0
votes

MongoDB aggregation documentation on $out says:

"Takes the documents returned by the aggregation pipeline and writes them to a specified collection. The $out operator must be the last stage in the pipeline. The $out operator lets the aggregation framework return result sets of any size."

https://docs.mongodb.org/manual/reference/operator/aggregation/out/

So, one issue may be that aggregation may run out of memory or use a lot of memory. But how $out will help here, ultimately if the aggregation returning a lot of buckets, they are to be held in memory first.

1
If your issue is actually something like receiving an error saying "BSON size limit exceeded" or similar then $out will not help here. As the documentation says, it just ouputs to a collection. This was a MongoDB 2.6 introduced feature, but then again so were cursors. Both allow a total output greater than 16MB ( which was a limit in previous versions ), but the limit per document still applies.Blakes Seven

1 Answers

3
votes

The $out operator is useful when you have a certain use-case which takes long to calculate but doesn't need to be current all the time.

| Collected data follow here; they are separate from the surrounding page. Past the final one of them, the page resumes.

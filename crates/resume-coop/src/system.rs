// SPDX-License-Identifier: (MIT OR Apache-2.0)
//! `FutureSystem` over the cooperative run queue.

use resume_core::{catch_panic, ContractError, Failure, FutureSystem, Outcome, Value};

use crate::queue::RunQueue;
use crate::slot::{Deferred, Handle};

/// Keeps the contract defaults: no inline continuation, no
/// `get_completed`.
#[derive(Debug, Clone, Copy, Default)]
pub struct CoopSystem;

impl FutureSystem for CoopSystem {
    type Prom<A: Value> = Deferred<A>;
    type Fut<A: Value> = Handle<A>;
    type ExecContext = RunQueue;
    type Tryy<A: Value> = Outcome<A>;

    const NAME: &'static str = "coop";

    fn create_prom<A: Value>(&self) -> Deferred<A> {
        Deferred::new()
    }

    fn promise_to_future<A: Value>(&self, prom: &Deferred<A>) -> Handle<A> {
        prom.handle()
    }

    fn future<A, F>(&self, expr: F, ctx: &RunQueue) -> Handle<A>
    where
        A: Value,
        F: FnOnce() -> A + Send + 'static,
    {
        let deferred = Deferred::new();
        let handle = deferred.handle();
        ctx.push(move || {
            // Only this job completes `deferred`.
            let _ = deferred.complete(catch_panic(expr).into());
        });
        handle
    }

    fn on_complete<A, K>(&self, fut: &Handle<A>, k: K, ctx: &RunQueue)
    where
        A: Value,
        K: FnOnce(Self::Tryy<A>) + Send + 'static,
    {
        fut.on_complete(k, ctx);
    }

    fn complete_prom<A: Value>(
        &self,
        prom: &Deferred<A>,
        value: Outcome<A>,
    ) -> Result<(), ContractError> {
        prom.complete(value)
    }

    fn try_is_failure<A: Value>(&self, tr: &Outcome<A>) -> bool {
        tr.is_failure()
    }

    fn try_get<A: Value>(&self, tr: Outcome<A>) -> Result<A, Failure> {
        tr.get()
    }

    fn try_success<A: Value>(&self, value: A) -> Outcome<A> {
        Outcome::Success(value)
    }

    fn try_failure<A: Value>(&self, failure: Failure) -> Outcome<A> {
        Outcome::Failure(failure)
    }
}
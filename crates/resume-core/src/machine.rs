// SPDX-License-Identifier: (MIT OR Apache-2.0)
//! State machine descriptor handed to the backend hooks.
//!
//! The generator fixes the machine's shape (states, suspension points,
//! transitions) before a backend sees it. A backend may then rewrite it in
//! `FutureSystem::post_transform`, and may ask for a DOT rendering through
//! `FutureSystem::diagram_sink`.

use std::fmt::{self, Write};

use crate::system::FutureSystem;

/// Receives the DOT text of one state machine.
pub type DiagramSink = Box<dyn FnOnce(String) + Send>;

/// One state in the generated machine.
#[derive(Debug, Clone, PartialEq, Eq)]
pub struct State {
    pub index: usize,
    pub label: String,
    /// True if this state ends by registering a continuation and returning.
    pub suspends: bool,
    /// Locals saved across the suspension, as `name: type` strings.
    pub fields: Vec<String>,
}

#[derive(Debug, Clone, PartialEq, Eq)]
pub struct Transition {
    pub from: usize,
    pub to: usize,
    pub label: String,
}

#[derive(Debug, Clone, PartialEq, Eq, Default)]
pub struct StateMachine {
    pub name: String,
    pub states: Vec<State>,
    pub transitions: Vec<Transition>,
}

impl StateMachine {
    pub fn new(name: impl Into<String>) -> Self {
        Self {
            name: name.into(),
            states: Vec::new(),
            transitions: Vec::new(),
        }
    }

    /// Append a state, returning its index.
    pub fn add_state(&mut self, label: impl Into<String>, suspends: bool) -> usize {
        let index = self.states.len();
        self.states.push(State {
            index,
            label: label.into(),
            suspends,
            fields: Vec::new(),
        });
        index
    }

    /// Record a local saved in `state`. Returns false for an unknown state.
    pub fn add_field(&mut self, state: usize, field: impl Into<String>) -> bool {
        match self.states.get_mut(state) {
            Some(s) => {
                s.fields.push(field.into());
                true
            }
            None => false,
        }
    }

    pub fn add_transition(&mut self, from: usize, to: usize, label: impl Into<String>) {
        self.transitions.push(Transition {
            from,
            to,
            label: label.into(),
        });
    }

    pub fn state(&self, index: usize) -> Option<&State> {
        self.states.get(index)
    }

    pub fn suspension_points(&self) -> usize {
        self.states.iter().filter(|s| s.suspends).count()
    }

    /// Render as a Graphviz digraph. Suspending states are drawn bold.
    pub fn to_dot(&self) -> String {
        let mut out = String::new();
        // Writing to a String cannot fail.
        let _ = self.write_dot(&mut out);
        out
    }

    fn write_dot(&self, out: &mut String) -> fmt::Result {
        writeln!(out, "digraph \"{}\" {{", escape(&self.name))?;
        writeln!(out, "  node [shape=box];")?;
        for state in &self.states {
            let mut label = format!("{}: {}", state.index, escape(&state.label));
            for field in &state.fields {
                label.push_str("\\n");
                label.push_str(&escape(field));
            }
            let style = if state.suspends { " style=bold" } else { "" };
            writeln!(
                out,
                "  s{} [label=\"{}\"{}];",
                state.index,
                label,
                style
            )?;
        }
        for t in &self.transitions {
            if t.label.is_empty() {
                writeln!(out, "  s{} -> s{};", t.from, t.to)?;
            } else {
                writeln!(
                    out,
                    "  s{} -> s{} [label=\"{}\"];",
                    t.from,
                    t.to,
                    escape(&t.label)
                )?;
            }
        }
        writeln!(out, "}}")
    }
}

fn escape(s: &str) -> String {
    s.replace('\\', "\\\\").replace('"', "\\\"")
}

/// Feed `machine` to the backend's diagram sink, if it asked for one.
/// Returns whether a diagram was produced.
pub fn emit_diagram<S: FutureSystem>(system: &S, owner: &str, machine: &StateMachine) -> bool {
    match system.diagram_sink(owner) {
        Some(sink) => {
            tracing::debug!(owner, machine = %machine.name, "emitting state machine diagram");
            sink(machine.to_dot());
            true
        }
        None => false,
    }
}
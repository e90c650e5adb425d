// SPDX-License-Identifier: (MIT OR Apache-2.0)
//! Write-once slot and its read handle.

use std::sync::{Arc, Mutex, MutexGuard, PoisonError};

use resume_core::{ContractError, Outcome, Value};

use crate::queue::RunQueue;

type Callback<A> = Box<dyn FnOnce(Outcome<A>) + Send + 'static>;

enum SlotState<A> {
    Pending(Vec<(Callback<A>, RunQueue)>),
    Complete(Outcome<A>),
}

type Shared<A> = Arc<Mutex<SlotState<A>>>;

fn lock<A>(shared: &Shared<A>) -> MutexGuard<'_, SlotState<A>> {
    shared.lock().unwrap_or_else(PoisonError::into_inner)
}

/// Writing side. Completed at most once.
pub struct Deferred<A> {
    shared: Shared<A>,
}

/// Reading side. Clones share the slot.
pub struct Handle<A> {
    shared: Shared<A>,
}

impl<A> Clone for Handle<A> {
    fn clone(&self) -> Self {
        Self {
            shared: self.shared.clone(),
        }
    }
}

impl<A: Value> Default for Deferred<A> {
    fn default() -> Self {
        Self::new()
    }
}

impl<A: Value> Deferred<A> {
    pub fn new() -> Self {
        Self {
            shared: Arc::new(Mutex::new(SlotState::Pending(Vec::new()))),
        }
    }

    pub fn handle(&self) -> Handle<A> {
        Handle {
            shared: self.shared.clone(),
        }
    }

    /// Store `outcome` and queue every waiting continuation, in
    /// registration order. A second call fails and changes nothing.
    pub fn complete(&self, outcome: Outcome<A>) -> Result<(), ContractError> {
        let waiting = {
            let mut state = lock(&self.shared);
            let SlotState::Pending(waiting) = &mut *state else {
                tracing::warn!("slot completed twice; keeping the first outcome");
                return Err(ContractError::AlreadyCompleted);
            };
            let waiting = std::mem::take(waiting);
            *state = SlotState::Complete(outcome.clone());
            waiting
        };
        for (k, queue) in waiting {
            let outcome = outcome.clone();
            queue.push(move || k(outcome));
        }
        Ok(())
    }
}

impl<A: Value> Handle<A> {
    /// Queue `k` on `queue` once resolved. Already resolved: queued now.
    pub fn on_complete<K>(&self, k: K, queue: &RunQueue)
    where
        K: FnOnce(Outcome<A>) + Send + 'static,
    {
        let mut state = lock(&self.shared);
        match &mut *state {
            SlotState::Pending(waiting) => waiting.push((Box::new(k), queue.clone())),
            SlotState::Complete(outcome) => {
                let outcome = outcome.clone();
                drop(state);
                queue.push(move || k(outcome));
            }
        }
    }
}

#[cfg(test)]
mod tests {
    use super::*;
    use resume_core::Failure;

    fn record<A: Value>(
        handle: &Handle<A>,
        queue: &RunQueue,
    ) -> Arc<Mutex<Vec<Outcome<A>>>> {
        let seen = Arc::new(Mutex::new(Vec::new()));
        let s = seen.clone();
        handle.on_complete(move |o| s.lock().unwrap().push(o), queue);
        seen
    }

    #[test]
    fn continuation_waits_for_the_drain() {
        let queue = RunQueue::new();
        let deferred = Deferred::new();
        let seen = record(&deferred.handle(), &queue);

        deferred.complete(Outcome::Success(42)).unwrap();
        assert!(seen.lock().unwrap().is_empty());

        queue.run_until_idle();
        assert_eq!(*seen.lock().unwrap(), vec![Outcome::Success(42)]);
    }

    #[test]
    fn resolved_handle_still_defers() {
        let queue = RunQueue::new();
        let deferred = Deferred::new();
        deferred.complete(Outcome::<i32>::Failure(Failure::Cancelled)).unwrap();

        let seen = record(&deferred.handle(), &queue);
        assert!(seen.lock().unwrap().is_empty());
        assert_eq!(queue.run_until_idle(), 1);
        assert_eq!(
            *seen.lock().unwrap(),
            vec![Outcome::Failure(Failure::Cancelled)]
        );
    }

    #[test]
    fn second_completion_is_rejected() {
        let deferred = Deferred::new();
        deferred.complete(Outcome::Success(1)).unwrap();
        assert_eq!(
            deferred.complete(Outcome::Success(2)),
            Err(ContractError::AlreadyCompleted)
        );

        let queue = RunQueue::new();
        let seen = record(&deferred.handle(), &queue);
        queue.run_until_idle();
        assert_eq!(*seen.lock().unwrap(), vec![Outcome::Success(1)]);
    }
}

Let's say you have a website where you want a list of the top ten currently most popular articles on the frontpage (most hits in the past 60 minutes). To create this statistic, you need to parse your access log collections with a pipeline like this:

  • $match the last hour
  • $group by article-id and user to filter out reloads
  • $group again by article-id to get the hit count for each article and user
  • $sort by count.
  • $limit to 10 results

When you have a very popular website with a lot of content, this can be a quite load-heavy aggregation. And when you have it on the frontpage you need to do it for every single frontpage hit. This can create a quite nasty load on your database and considerably bog down the loading time.

How do we solve this problem?

Instead of performing that aggregation on every page hit, we perform it once every minute with a cronjob which uses $out to put the aggregated top ten list into a new collection. You can then query the cached results in that collection directly. Getting all 10 results from a 10-document collection will be far faster than performing that aggregation all the time.